Most conservation researchers—marine or otherwise—are driven to pursue their career out of an authentic love for and curiosity about the natural world. It’s never too early to cultivate this type of appreciation for your surroundings. Get outside, be inquisitive and never let the walls of the classroom be the boundaries of your education!
2. Show your passion for science and Marine Biology
By getting involved in science courses and extracurricular scientific activities as early as high school, you stand a better chance of becoming a marine biologist in the long run. By volunteering with local, regional, or international marine organizations and partaking in marine science programs outside of the classroom, you position yourself to stand out from the crowd during the college application process. (EPI's Baja Coastal Ecology, Belize Marine Ecology, Galapagos Island Ecology, and Costa Rica Sea Turtle Ecology programs are wonderful places to start!)
3. Research colleges that offer Marine Biology as a major
Focusing on marine biology as an undergraduate, rather than general biology, might provide you with a leg up on the competition when it comes to marine biology-specific fellowships, internships, jobs, and graduate programs. MarineBio.org has a great list of schools by state that offer marine biology programs.
4. Build your Marine Biology resume
During and shortly after college, find opportunities that allow you to build your marine biology resume: internships, jobs, research assistantships, summer courses, fellowships…etc. Graduate schools and employers value experience as highly as they value education. Read EPI's blog post on "How to Get Accepted to the Best Colleges in Ecology and Environmental Studies," to get some ideas.
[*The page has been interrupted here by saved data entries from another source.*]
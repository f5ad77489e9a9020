//! Result types returned by a scan.
//!
//! A scan that finds nothing is still a successful scan: `ScanResult` with
//! empty lists is data, not an error. Stats travel alongside the result so
//! callers can log per-phase timings and stage-by-stage candidate counts
//! without re-deriving them.

use crate::book::ScoredCandidate;
use crate::config::RotationMode;
use serde::{Deserialize, Serialize};

/// The final output of one scan.
#[derive(Debug, Clone, Serialize, Deserialize)]
pub struct ScanResult {
    /// Every candidate that resolved against the catalog, scored, in
    /// resolver order.
    pub detected: Vec<ScoredCandidate>,
    /// The `detected` entries not already in the profile, sorted by
    /// match score descending (ties: popularity descending, then
    /// normalized title ascending).
    pub recommended: Vec<ScoredCandidate>,
    /// Explanatory message when nothing was detected.
    pub message: Option<String>,
}

impl ScanResult {
    /// An empty result with the given explanatory message.
    pub fn empty(message: impl Into<String>) -> Self {
        Self {
            detected: Vec::new(),
            recommended: Vec::new(),
            message: Some(message.into()),
        }
    }
}

/// What the rotation resolver did and how long it took.
#[derive(Debug, Clone, Serialize, Deserialize)]
pub struct RotationReport {
    pub mode: RotationMode,
    /// Total clockwise correction applied, in degrees (0/90/180/270).
    pub final_angle_degrees: u16,
    /// OSD estimate before any OCR pass, if the engine produced one.
    pub osd_angle_degrees: Option<u16>,
    pub osd_confidence: Option<f64>,
    /// Extraction passes actually run (1–4).
    pub attempts: u32,
    /// Angles tried across all passes, in order.
    pub angles_tried: Vec<u16>,
    /// Best mean OCR confidence observed, in `[0,1]`.
    pub best_confidence: f64,
    pub duration_ms: u64,
}

/// Per-phase accounting for one scan.
#[derive(Debug, Clone, Serialize, Deserialize)]
pub struct ScanStats {
    /// Candidates produced by the rule phase.
    pub rule_candidates: usize,
    /// Whether the vision/LLM fallback fired, and why.
    pub vision_fallback_fired: bool,
    pub vision_fallback_reason: Option<String>,
    /// Candidates after extraction (rules + fallback, merged).
    pub extracted_candidates: usize,
    /// Candidates that survived catalog resolution.
    pub resolved_candidates: usize,
    /// Candidates scored by a provider rather than the rule formula.
    pub provider_scored: usize,
    pub rotation: RotationReport,
    pub normalize_duration_ms: u64,
    pub extract_duration_ms: u64,
    pub resolve_duration_ms: u64,
    pub score_duration_ms: u64,
    pub total_duration_ms: u64,
}

/// A scan result bundled with its stats.
#[derive(Debug, Clone, Serialize, Deserialize)]
pub struct ScanOutput {
    pub result: ScanResult,
    pub stats: ScanStats,
}
//! Configuration types for bookshelf scanning.
//!
//! All scan behaviour is controlled through [`ScanConfig`], built via its
//! [`ScanConfigBuilder`]. Keeping every knob in one struct makes it trivial
//! to share configs across requests, serialise them for logging, and diff
//! two runs to understand why their outputs differ.
//!
//! # Design choice: builder over constructor
//! A twenty-field constructor is unreadable and breaks on every new field.
//! The builder lets callers set only what they care about and rely on
//! well-documented defaults for the rest.

use crate::error::ScanError;
use crate::providers::ProviderKind;
use serde::{Deserialize, Serialize};

/// Configuration for a bookshelf scan.
///
/// Built via [`ScanConfig::builder()`] or [`ScanConfig::default()`].
///
/// # Example
/// ```rust
/// use shelfscan::{LlmStrategy, RotationMode, ScanConfig};
///
/// let config = ScanConfig::builder()
///     .rotation_mode(RotationMode::OsdOnly)
///     .llm_strategy(LlmStrategy::Aggressive)
///     .catalog_concurrency(4)
///     .build()
///     .unwrap();
/// ```
#[derive(Debug, Clone, Serialize, Deserialize)]
pub struct ScanConfig {
    /// Maximum accepted upload size in bytes. Default: 10 MiB.
    ///
    /// Anything larger is rejected before decoding — a decoded 50 MB JPEG can
    /// expand to several hundred megabytes of pixels.
    pub max_image_bytes: usize,

    /// Minimum pixel width/height after preprocessing. Default: 1000.
    ///
    /// Spine text on small phone crops is routinely below the size OCR
    /// engines resolve reliably. Images narrower than this are upscaled
    /// (Lanczos3) before recognition; larger images pass through untouched.
    pub min_dimension_px: u32,

    /// Rotation handling mode. Default: [`RotationMode::OsdFallback`].
    pub rotation_mode: RotationMode,

    /// OCR confidence below which fallback rotations are tried. Default: 0.70.
    ///
    /// Applies only in `osd_fallback` mode. 0.70 sits above the confidence
    /// tesseract reports for sideways text (typically < 0.4) and below what
    /// it reports for correctly oriented shelves (typically > 0.8), so the
    /// retry loop fires almost exclusively on genuinely rotated input.
    pub rotation_confidence_threshold: f32,

    /// Master switch for the intelligence-provider layer. Default: true.
    ///
    /// With this off the pipeline is fully deterministic: rule-based title
    /// extraction and rule-based scoring, no network calls beyond the catalog.
    pub llm_enabled: bool,

    /// When the vision/LLM extraction fallback fires. Default: [`LlmStrategy::Conservative`].
    pub llm_strategy: LlmStrategy,

    /// Mean rule-candidate confidence below which the `aggressive` strategy
    /// invokes the vision fallback. Default: 0.70.
    pub llm_confidence_threshold: f32,

    /// Preferred intelligence provider. Default: None (cheapest available).
    ///
    /// The chain still falls back to the remaining configured providers in
    /// cost order when the preferred one is unavailable or fails.
    pub primary_provider: Option<ProviderKind>,

    /// Title length bounds for the rule phase. Defaults: 3 / 200.
    pub min_title_len: usize,
    pub max_title_len: usize,

    /// Minimum per-line OCR confidence for the rule phase, in [0,1]. Default: 0.50.
    pub min_line_confidence: f32,

    /// Policy for numeric-looking titles. See [`NumericTitlePolicy`].
    pub numeric_policy: NumericTitlePolicy,

    /// Substrings that mark a line as publisher/metadata noise rather than a
    /// title. Matched case-insensitively. Override to localise.
    pub noise_keywords: Vec<String>,

    /// Cap on titles accepted from one vision/LLM response. Default: 20.
    pub max_llm_titles: usize,

    /// Combined title+author similarity required to accept a catalog match,
    /// in [0,1]. Default: 0.70. Candidates below it are dropped — a wrong
    /// book is worse than no book.
    pub match_threshold: f64,

    /// Concurrent catalog lookups per scan. Default: 8.
    ///
    /// Lookups are network-bound with no cross-candidate dependency; fanning
    /// out cuts wall-clock time roughly by this factor. Lower it if the
    /// catalog service rate-limits you.
    pub catalog_concurrency: usize,

    /// Per-catalog-call timeout in seconds. Default: 10.
    pub catalog_timeout_secs: u64,

    /// Per-provider-call timeout in seconds. Default: 30.
    pub provider_timeout_secs: u64,

    /// Concurrent provider scoring calls per scan. Default: 4.
    ///
    /// Each candidate's provider chain is sequential; independent candidates
    /// score in parallel up to this limit.
    pub scoring_concurrency: usize,

    /// Maximum profile books included in a provider prompt. Default: 20.
    ///
    /// Bounds token cost and latency; the rule-based fallback always sees
    /// the full profile.
    pub profile_excerpt_len: usize,

    /// Score-cache capacity (entries). Default: 1000.
    pub cache_capacity: usize,

    /// Score-cache entry time-to-live in seconds. Default: 3600.
    pub cache_ttl_secs: u64,
}

impl Default for ScanConfig {
    fn default() -> Self {
        Self {
            max_image_bytes: 10 * 1024 * 1024,
            min_dimension_px: 1000,
            rotation_mode: RotationMode::OsdFallback,
            rotation_confidence_threshold: 0.70,
            llm_enabled: true,
            llm_strategy: LlmStrategy::Conservative,
            llm_confidence_threshold: 0.70,
            primary_provider: None,
            min_title_len: 3,
            max_title_len: 200,
            min_line_confidence: 0.50,
            numeric_policy: NumericTitlePolicy::default(),
            noise_keywords: default_noise_keywords(),
            max_llm_titles: 20,
            match_threshold: 0.70,
            catalog_concurrency: 8,
            catalog_timeout_secs: 10,
            provider_timeout_secs: 30,
            scoring_concurrency: 4,
            profile_excerpt_len: 20,
            cache_capacity: 1000,
            cache_ttl_secs: 3600,
        }
    }
}

fn default_noise_keywords() -> Vec<String> {
    [
        "isbn",
        "copyright",
        "edition",
        "published",
        "publisher",
        "press",
        "books",
        "library",
        "printed",
        "reserved",
        "rights",
        "price",
        "pages",
    ]
    .iter()
    .map(|s| s.to_string())
    .collect()
}

impl ScanConfig {
    /// Create a new builder for `ScanConfig`.
    pub fn builder() -> ScanConfigBuilder {
        ScanConfigBuilder {
            config: Self::default(),
        }
    }
}

/// Builder for [`ScanConfig`].
#[derive(Debug)]
pub struct ScanConfigBuilder {
    config: ScanConfig,
}

impl ScanConfigBuilder {
    pub fn max_image_bytes(mut self, n: usize) -> Self {
        self.config.max_image_bytes = n.max(1024);
        self
    }

    pub fn min_dimension_px(mut self, px: u32) -> Self {
        self.config.min_dimension_px = px.max(100);
        self
    }

    pub fn rotation_mode(mut self, mode: RotationMode) -> Self {
        self.config.rotation_mode = mode;
        self
    }

    pub fn rotation_confidence_threshold(mut self, t: f32) -> Self {
        self.config.rotation_confidence_threshold = t.clamp(0.0, 1.0);
        self
    }

    pub fn llm_enabled(mut self, v: bool) -> Self {
        self.config.llm_enabled = v;
        self
    }

    pub fn llm_strategy(mut self, strategy: LlmStrategy) -> Self {
        self.config.llm_strategy = strategy;
        self
    }

    pub fn llm_confidence_threshold(mut self, t: f32) -> Self {
        self.config.llm_confidence_threshold = t.clamp(0.0, 1.0);
        self
    }

    pub fn primary_provider(mut self, kind: ProviderKind) -> Self {
        self.config.primary_provider = Some(kind);
        self
    }

    pub fn title_length_bounds(mut self, min: usize, max: usize) -> Self {
        self.config.min_title_len = min;
        self.config.max_title_len = max;
        self
    }

    pub fn min_line_confidence(mut self, t: f32) -> Self {
        self.config.min_line_confidence = t.clamp(0.0, 1.0);
        self
    }

    pub fn numeric_policy(mut self, policy: NumericTitlePolicy) -> Self {
        self.config.numeric_policy = policy;
        self
    }

    pub fn noise_keywords(mut self, keywords: Vec<String>) -> Self {
        self.config.noise_keywords = keywords;
        self
    }

    pub fn max_llm_titles(mut self, n: usize) -> Self {
        self.config.max_llm_titles = n.max(1);
        self
    }

    pub fn match_threshold(mut self, t: f64) -> Self {
        self.config.match_threshold = t.clamp(0.0, 1.0);
        self
    }

    pub fn catalog_concurrency(mut self, n: usize) -> Self {
        self.config.catalog_concurrency = n.max(1);
        self
    }

    pub fn catalog_timeout_secs(mut self, secs: u64) -> Self {
        self.config.catalog_timeout_secs = secs.max(1);
        self
    }

    pub fn provider_timeout_secs(mut self, secs: u64) -> Self {
        self.config.provider_timeout_secs = secs.max(1);
        self
    }

    pub fn scoring_concurrency(mut self, n: usize) -> Self {
        self.config.scoring_concurrency = n.max(1);
        self
    }

    pub fn profile_excerpt_len(mut self, n: usize) -> Self {
        self.config.profile_excerpt_len = n.max(1);
        self
    }

    pub fn cache_capacity(mut self, n: usize) -> Self {
        self.config.cache_capacity = n.max(1);
        self
    }

    pub fn cache_ttl_secs(mut self, secs: u64) -> Self {
        self.config.cache_ttl_secs = secs.max(1);
        self
    }

    /// Build the configuration, validating cross-field constraints.
    pub fn build(self) -> Result<ScanConfig, ScanError> {
        let c = &self.config;
        if c.min_title_len == 0 || c.min_title_len >= c.max_title_len {
            return Err(ScanError::InvalidConfig(format!(
                "Title length bounds must satisfy 0 < min < max, got {}..{}",
                c.min_title_len, c.max_title_len
            )));
        }
        if !(0.0..=1.0).contains(&c.numeric_policy.max_ratio) {
            return Err(ScanError::InvalidConfig(format!(
                "numeric_policy.max_ratio must be in [0,1], got {}",
                c.numeric_policy.max_ratio
            )));
        }
        Ok(self.config)
    }
}

// ── Enums ────────────────────────────────────────────────────────────────

/// How image rotation is detected and corrected before extraction.
///
/// Shelf photos arrive sideways constantly — spine text reads top-to-bottom,
/// and phones record orientation inconsistently. Three modes trade accuracy
/// against OCR passes (each pass costs roughly a second on a large image):
///
/// | Mode | OCR passes (worst case) | Use case |
/// |------|------------------------|----------|
/// | `Disabled` | 1 | pre-rotated input, benchmarking |
/// | `OsdOnly` | 2 | trusted orientation metadata, latency-sensitive |
/// | `OsdFallback` | 4 | default — unknown phone uploads |
#[derive(Debug, Clone, Copy, PartialEq, Eq, Default, Serialize, Deserialize)]
#[serde(rename_all = "snake_case")]
pub enum RotationMode {
    /// No detection, no retry; the image is assumed upright.
    Disabled,
    /// One orientation estimate, one extraction pass, no retry.
    OsdOnly,
    /// Full loop: estimate, extract, and retry the two most likely
    /// remaining orientations when confidence is low. (default)
    #[default]
    OsdFallback,
}

/// When the vision/LLM extraction fallback fires.
#[derive(Debug, Clone, Copy, PartialEq, Eq, Default, Serialize, Deserialize)]
#[serde(rename_all = "snake_case")]
pub enum LlmStrategy {
    /// Only when the rule phase produced zero candidates. (default)
    #[default]
    Conservative,
    /// Also when the mean rule-candidate confidence is below
    /// [`ScanConfig::llm_confidence_threshold`].
    Aggressive,
    /// Never — rules only.
    Disabled,
}

/// Policy for titles that are mostly digits.
///
/// "1984" is a legitimate title; "978-0-14-311822-4" is an ISBN. Short lines
/// skip the ratio check so short numeric titles survive, and every knob is
/// caller-tunable rather than hard-coded.
#[derive(Debug, Clone, Copy, Serialize, Deserialize)]
pub struct NumericTitlePolicy {
    /// Maximum digit fraction for a line to remain a candidate. Default: 0.5.
    pub max_ratio: f32,
    /// Lines at or under this length skip the ratio check entirely, so short
    /// numeric titles survive. Default: 10.
    pub exempt_max_len: usize,
    /// Accept purely numeric 4-digit titles from providers even above the
    /// ratio (year-like titles such as "1984" or "2666"). Default: true.
    pub allow_year_like: bool,
}

impl Default for NumericTitlePolicy {
    fn default() -> Self {
        Self {
            max_ratio: 0.5,
            exempt_max_len: 10,
            allow_year_like: true,
        }
    }
}

impl NumericTitlePolicy {
    /// Digit fraction of `text` (0 for empty input).
    pub fn numeric_ratio(text: &str) -> f32 {
        if text.is_empty() {
            return 0.0;
        }
        let digits = text.chars().filter(|c| c.is_ascii_digit()).count();
        digits as f32 / text.chars().count() as f32
    }

    /// Whether an OCR line passes the numeric filter.
    pub fn accepts_line(&self, text: &str) -> bool {
        if text.chars().count() <= self.exempt_max_len {
            return true;
        }
        Self::numeric_ratio(text) <= self.max_ratio
    }

    /// Whether a provider-supplied title passes the numeric filter.
    ///
    /// Stricter than [`Self::accepts_line`]: providers are asked not to emit
    /// numeric noise at all, so anything above the ratio is rejected unless
    /// it is a year-like title and those are allowed.
    pub fn accepts_provider_title(&self, text: &str) -> bool {
        let ratio = Self::numeric_ratio(text);
        if ratio < self.max_ratio {
            return true;
        }
        self.allow_year_like && text.len() == 4 && text.chars().all(|c| c.is_ascii_digit())
    }
}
5. Pursue a graduate degree in Marine Biology
While a graduate degree may not be a necessity to becoming a marine biologist—or an active and contributing member to the world of conservation—many successful researchers would tell you that an M.S. or Ph.D. degree added greatly to their abilities and resume. By the time you're ready for graduate school, you'll have had ample time to explore a number of subjects in marine biology and can concentrate on a more narrowly-focused research interest that graduate schools require. Find schools and professors that have research programs and focuses similar to your own interests. MarineBio.org’s list of schools also shows whether M.S. or Ph.D. degrees are available.